Alterations in drug disposition that occur with aging are now becoming widely recognised, and there is an increasing number of drugs for which the approach to therapy in elderly patients can be based on pharmacokinetic data. Both healthy aging and comorbid disease can alter the responsiveness of the body to drugs and to their absorption, distribution and elimination. Altered absorption in the elderly has not been documented after oral ingestion of any anticonvulsant drug. Increased adipose tissue in the elderly may raise the apparent volume of distribution (Vd) of lipid-soluble drugs. An increased Vd in the elderly has been shown for diazepam and clobazam, but not midazolam.

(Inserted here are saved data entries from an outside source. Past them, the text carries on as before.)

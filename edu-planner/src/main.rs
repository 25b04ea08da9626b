//! Course planner (edu-planner) - command-line entry point
//!
//! Runs one pipeline stage per subcommand over JSON files:
//! - `parse`: course request → parsed requirement (or design prompt)
//! - `schedule`: course request → time schedule
//! - `validate`: generated course + original request → quality report

use std::fs;
use std::path::{Path, PathBuf};

use anyhow::{Context, Result};
use clap::{Parser, Subcommand};
use edu_common::config::{ConfigResolver, PlannerConfig};
use edu_planner::{render, QualityValidator, RequirementParser, TimeScheduler};
use serde::Serialize;
use serde_json::Value;
use tracing::info;
use tracing_subscriber::{layer::SubscriberExt, util::SubscriberInitExt};

/// Command-line arguments for edu-planner
#[derive(Parser, Debug)]
#[command(name = "edu-planner")]
#[command(about = "Parse, schedule and validate PBL course requests")]
#[command(version)]
struct Args {
    /// Config file (overrides EDU_PLANNER_CONFIG and the user config file)
    #[arg(short, long, global = true)]
    config: Option<PathBuf>,

    /// Log level for this crate when RUST_LOG is unset (overrides config)
    #[arg(long, global = true)]
    log_level: Option<String>,

    #[command(subcommand)]
    command: Command,
}

#[derive(Subcommand, Debug)]
enum Command {
    /// Parse a course request
    Parse {
        /// Request JSON file
        request: PathBuf,
        /// Print the course-design prompt instead of JSON
        #[arg(long)]
        prompt: bool,
    },
    /// Parse a course request and build its time schedule
    Schedule {
        /// Request JSON file
        request: PathBuf,
        /// Print a readable summary instead of JSON
        #[arg(long)]
        summary: bool,
    },
    /// Validate a generated course against its request
    Validate {
        /// Generated course JSON file
        course: PathBuf,
        /// Original request JSON file
        #[arg(short, long)]
        request: PathBuf,
        /// Print a readable summary instead of JSON
        #[arg(long)]
        summary: bool,
        /// Skip request parsing; rules that need it fall back to flat scores
        #[arg(long)]
        no_parsed: bool,
    },
}

fn main() -> Result<()> {
    let args = Args::parse();

    let config = ConfigResolver::new(args.config.clone())
        .resolve()
        .context("Failed to load configuration")?;

    let level = args
        .log_level
        .clone()
        .unwrap_or_else(|| config.logging.level.clone());

    // Logs go to stderr so stdout stays machine-readable
    tracing_subscriber::registry()
        .with(
            tracing_subscriber::EnvFilter::try_from_default_env()
                .unwrap_or_else(|_| format!("edu_planner={}", level).into()),
        )
        .with(tracing_subscriber::fmt::layer().with_writer(std::io::stderr))
        .init();

    info!("Starting edu-planner {}", env!("CARGO_PKG_VERSION"));

    run(args.command, &config)
}

fn run(command: Command, config: &PlannerConfig) -> Result<()> {
    match command {
        Command::Parse { request, prompt } => {
            let raw = read_json(&request)?;
            let parsed = RequirementParser::new().parse(&raw);
            if prompt {
                print!("{}", render::requirement_prompt(&parsed));
                Ok(())
            } else {
                print_json(&parsed)
            }
        }
        Command::Schedule { request, summary } => {
            let raw = read_json(&request)?;
            let parsed = RequirementParser::new().parse(&raw);
            let schedule = TimeScheduler::with_config(&config.scheduler).schedule_for(&parsed);
            if summary {
                print!("{}", render::schedule_summary(&schedule));
                Ok(())
            } else {
                print_json(&schedule)
            }
        }
        Command::Validate {
            course,
            request,
            summary,
            no_parsed,
        } => {
            let course = read_json(&course)?;
            let original = read_json(&request)?;
            let parsed = (!no_parsed).then(|| RequirementParser::new().parse(&original));
            let report = QualityValidator::with_config(&config.validator).validate_course(
                &course,
                &original,
                parsed.as_ref(),
            );
            if summary {
                print!("{}", render::quality_report_summary(&report));
                Ok(())
            } else {
                print_json(&report)
            }
        }
    }
}

fn read_json(path: &Path) -> Result<Value> {
    let content =
        fs::read_to_string(path).with_context(|| format!("Failed to read {}", path.display()))?;
    serde_json::from_str(&content).with_context(|| format!("Invalid JSON in {}", path.display()))
}

fn print_json<T: Serialize>(value: &T) -> Result<()> {
    let json = serde_json::to_string_pretty(value).context("Failed to serialize output")?;
    println!("{}", json);
    Ok(())
}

The data are inconclusive for phenytoin and valproic acid (sodium valproate). The decreased plasma protein binding that often occurs in the elderly has few clinical consequences. The reduced liver function that to occur with aging seems to affect the elimination of drugs that are mainly cleared by oxidative metabolism [e.g. carbamazepine, phenytoin and phenobarbital (phenobarbitone)]. Reduced clearances for methylphenobarbital (methylphenobarbitone), diazepam, midazolam and clobazam occur in elderly men, but not in women. The reduced renal function that is seen in old age affects the disposition of drugs that are eliminated mainly by direct renal excretion. Thus. the clearances of vigabatrin and gabapentin correlate with creatinine clearance. Such considerations may help guide anticonvulsant dosage in the elderly.